Tal qual bailarina maluca a rodopiar no palco, a Inspiração sussurra palavras sem nexo nos ouvidos do poeta e pede que sejam grafadas na forma de poesia. Para não ofender a Inspiração, dizendo que a poesia ditada por ela não vale o papel e a tinta gastos para registrar tamanha besteira, o poeta cede e coloca a poesia no papel do jeito que ela dita. Quando acaba de anotar tudo o poeta guarda o que foi ditado por ela sem fazer nenhum comentário. Jogar no lixo o que foi escrito, seria ofender as demais porcarias ali depositadas por serem julgadas imprestáveis. Além disso, uma poesia é como um filho ou uma filha para o poeta e ele não consegue jogar fora, então começa um trabalho fatigante de reescrever tudo, dar sentido a cada frase, uma tarefa árdua, pois nada do que foi escrito tem sentido, tanto examinado isoladamente quanto no conjunto. Depois de dois ou três dias de trabalho árduo o texto original é transformado em uma poesia que faz sentido e pode ser lida, com um pouco de boa vontade, por parte de quem se dá a tamanho trabalho, não sei se por um ato de amizade ou de caridade.
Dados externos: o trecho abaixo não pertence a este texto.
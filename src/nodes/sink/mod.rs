//! Audio sink nodes (no output)

mod bucket;
mod null;

pub use bucket::SampleBucket;
pub use null::NullTarget;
Às vezes a Inspiração aparece como uma bailarina de aspecto compenetrado, vestida em traje de gala, a orquestra sinfônica a tocar o Lago dos Cisnes, ela dança com leveza e beleza indescritíveis, isto leva o poeta a pensar que está no Paraíso. Ela segura a mão do poeta e baila com ele nas nuvens, sussurra coisas lindas nos seus ouvidos. Mais tarde, quando a dança pára, o poeta não consegue lembrar na íntegra o que escutou, isto o obriga a escrever com suas pobres palavras os momentos mágicos vivenciados com ela, mas não consegue transmitir a beleza daqueles momentos, nem é capaz de reproduzir as poesias escutadas da boca dela nestes momentos mágicos. Certo dia o poeta conversa com a Inspiração sobre seus encontros.

― Você aparece desarrumada em algumas ocasiões, anda pelas ruas e se comporta de maneira vulgar, diz coisas sem nexo que dá muito trabalho para transformar em uma poesia.
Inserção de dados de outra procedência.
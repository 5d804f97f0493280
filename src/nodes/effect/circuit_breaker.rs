//! Upstream fault guard
//!
//! A misbehaving source (a broken decoder, say) must not take the rest of
//! the graph down with it. The breaker sits in front of it and turns the
//! first error or panic into a clean end-of-stream.

use std::panic::{self, AssertUnwindSafe};
use std::sync::atomic::{AtomicBool, Ordering};
use std::sync::Arc;

use rtrb::Consumer;

use crate::error::Result;
use crate::events::EventHub;
use crate::format::AudioFormat;
use crate::graph::AudioGraph;
use crate::node::{AudioNode, AudioSource, AudioTarget, NodeCore, ReadResult};
use crate::nodes::pipe_ports;
use crate::port::{InputPort, OutputPort};

/// Published once when a breaker trips.
#[derive(Clone, Debug, PartialEq, Eq)]
pub struct BreakerTripped {
    /// Name of the breaker node.
    pub node: String,
    /// Error message or panic payload that tripped it.
    pub reason: String,
}

pub struct CircuitBreaker {
    core: NodeCore,
    input: InputPort,
    output: OutputPort,
    tripped: AtomicBool,
    events: EventHub<BreakerTripped>,
}

impl CircuitBreaker {
    pub fn new(graph: &Arc<AudioGraph>, name: &str, format: AudioFormat) -> Result<Arc<Self>> {
        let core = NodeCore::new(graph, name, format)?;
        Ok(Arc::new_cyclic(|me| {
            let (input, output) = pipe_ports(me);
            Self {
                core,
                input,
                output,
                tripped: AtomicBool::new(false),
                events: EventHub::new(),
            }
        }))
    }

    #[inline]
    pub fn is_tripped(&self) -> bool {
        self.tripped.load(Ordering::Acquire)
    }

    /// Subscribe to trip notifications.
    pub fn trip_events(&self, capacity: usize) -> Consumer<BreakerTripped> {
        self.events.subscribe(capacity)
    }

    fn trip(&self, reason: String) {
        if self.tripped.swap(true, Ordering::AcqRel) {
            return;
        }
        self.output.mark_finished();
        tracing::warn!(node = self.core.name(), %reason, "circuit breaker tripped");
        self.events.publish(BreakerTripped {
            node: self.core.name().to_string(),
            reason,
        });
    }

    /// Run `f`, converting an `Err` or a panic into a trip.
    fn guarded<T>(&self, f: impl FnOnce() -> Result<T>) -> Option<T> {
        match panic::catch_unwind(AssertUnwindSafe(f)) {
            Ok(Ok(value)) => Some(value),
            Ok(Err(err)) => {
                self.trip(err.to_string());
                None
            }
            Err(payload) => {
                self.trip(panic_message(payload.as_ref()));
                None
            }
        }
    }
}

fn panic_message(payload: &(dyn std::any::Any + Send)) -> String {
    if let Some(s) = payload.downcast_ref::<&str>() {
        format!("panic: {}", s)
    } else if let Some(s) = payload.downcast_ref::<String>() {
        format!("panic: {}", s)
    } else {
        "panic".to_string()
    }
}

impl AudioNode for CircuitBreaker {
    fn core(&self) -> &NodeCore {
        &self.core
    }

    fn as_source(&self) -> Option<&dyn AudioSource> {
        Some(self)
    }

    fn as_target(&self) -> Option<&dyn AudioTarget> {
        Some(self)
    }
}

impl AudioSource for CircuitBreaker {
    fn output(&self) -> &OutputPort {
        &self.output
    }

    fn read_samples(&self, buffer: &mut [f32]) -> Result<ReadResult> {
        if self.is_tripped() {
            return Ok(ReadResult::Finished);
        }
        Ok(self
            .guarded(|| self.input.read(buffer))
            .unwrap_or(ReadResult::Finished))
    }
}

impl AudioTarget for CircuitBreaker {
    fn input(&self) -> &InputPort {
        &self.input
    }

    /// Writes after a trip are refused with `0` accepted frames.
    fn write_samples(&self, buffer: &[f32]) -> Result<usize> {
        if self.is_tripped() {
            return Ok(0);
        }
        if !self.output.is_connected() {
            // InvalidState without tripping
            return self.output.write(buffer);
        }
        Ok(self.guarded(|| self.output.write(buffer)).unwrap_or(0))
    }

    fn flush_samples(&self) -> Result<()> {
        if !self.is_tripped() {
            self.guarded(|| self.output.flush());
        }
        Ok(())
    }

    fn on_upstream_finished(&self) -> Result<()> {
        if !self.is_tripped() {
            self.guarded(|| self.output.notify_finished());
        }
        Ok(())
    }
}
― Eu tenho um lado sombra e um lado luz, algumas pessoas vêem apenas o lado sombra e outras apenas o lado luz, mas muitas enxergam os dois lados. Nós somos luz e sombra, você deveria entender porque me apresento das duas maneiras, diz a Inspiração. Você só gosta de estar comigo quando estou arrumada, mas já lhe ajudei a escrever muitos trabalhos quando estava vestida da maneira que você não gosta de me ver.

 Eu não gosto de escrever o que você me diz quando está desarrumada, coloca o poeta.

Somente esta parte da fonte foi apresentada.